Puis je repensai au soir de la branche de seringa, je me rappelai
qu'environ quinze jours après, comme ma jalousie changeait
successivement d'objet, j'avais demandé à Albertine si elle n'avait
jamais eu de relations avec Andrée, et qu'elle m'avait répondu: «Oh!
jamais, certes j'adore Andrée; j'ai pour elle une affection profonde,
mais comme pour une sœur et même si j'avais les goûts que vous
semblez croire, c'est la dernière personne à qui j'aurais pensé pour
cela. Je peux vous le jurer sur tout ce que vous voudrez, sur ma tante,
sur la tombe de ma pauvre mère.» Je l'avais crue. Et pourtant même si
je n'avais pas été mis en méfiance par la contradiction entre ses
demi-aveux d'autrefois relativement à certaines choses et la netteté
avec laquelle elle les avait niées ensuite dès qu'elle avait vu que
cela ne m'était pas égal, j'aurais dû me rappeler Swann persuadé du
platonisme des amitiés de M. de Charlus et me l'affirmant le soir même
du jour où j'avais vu le giletier et le baron dans la cour. J'aurais
dû penser qu'il y a l'un devant l'autre deux mondes, l'un constitué
par les choses que les êtres les meilleurs, les plus sincères disent,
et derrière lui le monde composé par la succession de ce que ces
mêmes êtres font; si bien que quand une femme mariée vous dit d'un
jeune homme: «Oh! c'est parfaitement vrai que j'ai une immense amitié
pour lui, mais c'est quelque chose de très innocent, de très pur, je
pourrais le jurer sur le souvenir de mes parents», on devrait
soi-même, au lieu d'avoir une hésitation, se jurer qu'elle sort
probablement du cabinet de toilette où, après chaque rendez-vous
qu'elle a eu avec ce jeune homme, elle se précipite, pour n'avoir pas
d'enfants.
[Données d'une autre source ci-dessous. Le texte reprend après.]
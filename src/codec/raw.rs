//! Passthrough bytes.

use super::{Codec, EncodeOutcome};
use crate::error::{CodecError, Result};

/// Passes bytes through unchanged, optionally enforcing a fixed width.
#[derive(Debug, Clone, Copy, Default, PartialEq, Eq)]
pub struct RawCodec {
    len: Option<usize>,
}

impl RawCodec {
    /// Any length.
    pub const fn new() -> Self {
        Self { len: None }
    }

    /// Exactly `len` bytes.
    pub const fn fixed(len: usize) -> Self {
        Self { len: Some(len) }
    }

    fn check(&self, got: usize) -> Result<()> {
        match self.len {
            Some(expected) if expected != got => {
                Err(CodecError::LengthMismatch { expected, got }.into())
            }
            _ => Ok(()),
        }
    }
}

impl Codec for RawCodec {
    type Value = Vec<u8>;
    type Hints = ();

    fn decode_view(&self, view: &[u8]) -> Result<Vec<u8>> {
        self.check(view.len())?;
        Ok(view.to_vec())
    }

    fn encode_view(&self, value: &Vec<u8>, _: &(), _: Option<&[u8]>) -> Result<EncodeOutcome> {
        self.check(value.len())?;
        Ok(EncodeOutcome::Bytes(value.clone()))
    }
}

#[cfg(test)]
mod tests {
    use super::*;

    #[test]
    fn test_raw_fixed() {
        let codec = RawCodec::fixed(2);
        assert_eq!(codec.decode(&[0x81, 0x97], None).unwrap(), vec![0x81, 0x97]);
        assert!(codec.decode(&[0x81], None).is_err());
        assert!(codec.encode(&vec![1, 2, 3], None, None).is_err());
        assert_eq!(RawCodec::new().decode(&[], None).unwrap(), Vec::<u8>::new());
    }
}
La branche de seringa me rendait mortellement triste, et
aussi qu'Albertine m'eût cru, m'eût dit fourbe et la détestant; plus
que tout peut-être, des mensonges si inattendus que j'avais peine à
les assimiler à ma pensée. Un jour Albertine m'avait raconté qu'elle
avait été à un camp d'aviation, qu'elle était amie de l'aviateur
(sans doute pour détourner mon soupçon des femmes, pensant que
j'étais moins jaloux des hommes), que c'était amusant de voir comme
Andrée était émerveillée devant cet aviateur, devant tous les
hommages qu'il rendait à Albertine, au point qu'Andrée avait voulu
faire une promenade en avion avec lui. Or cela était inventé de toutes
pièces, jamais Andrée n'était allée dans ce camp d'aviation.
Quand Andrée fut partie l'heure du dîner était arrivée. «Tu ne
devineras jamais qui m'a fait une visite d'au moins trois heures, me dit
ma mère. Je compte trois heures, c'est peut-être plus, elle était
arrivée presque en même temps que la première personne qui était Mme
Cottard, a vu successivement sans bouger entrer et sortir mes
différentes visites--et j'en ai eu plus de trente--et ne m'a quittée
qu'il y a un quart d'heure. Si tu n'avais pas eu ton amie Andrée, je
t'aurais fait appeler.» «Mais enfin qui était-ce?» «Une personne
qui ne fait jamais de visites.» «La princesse de Parme?»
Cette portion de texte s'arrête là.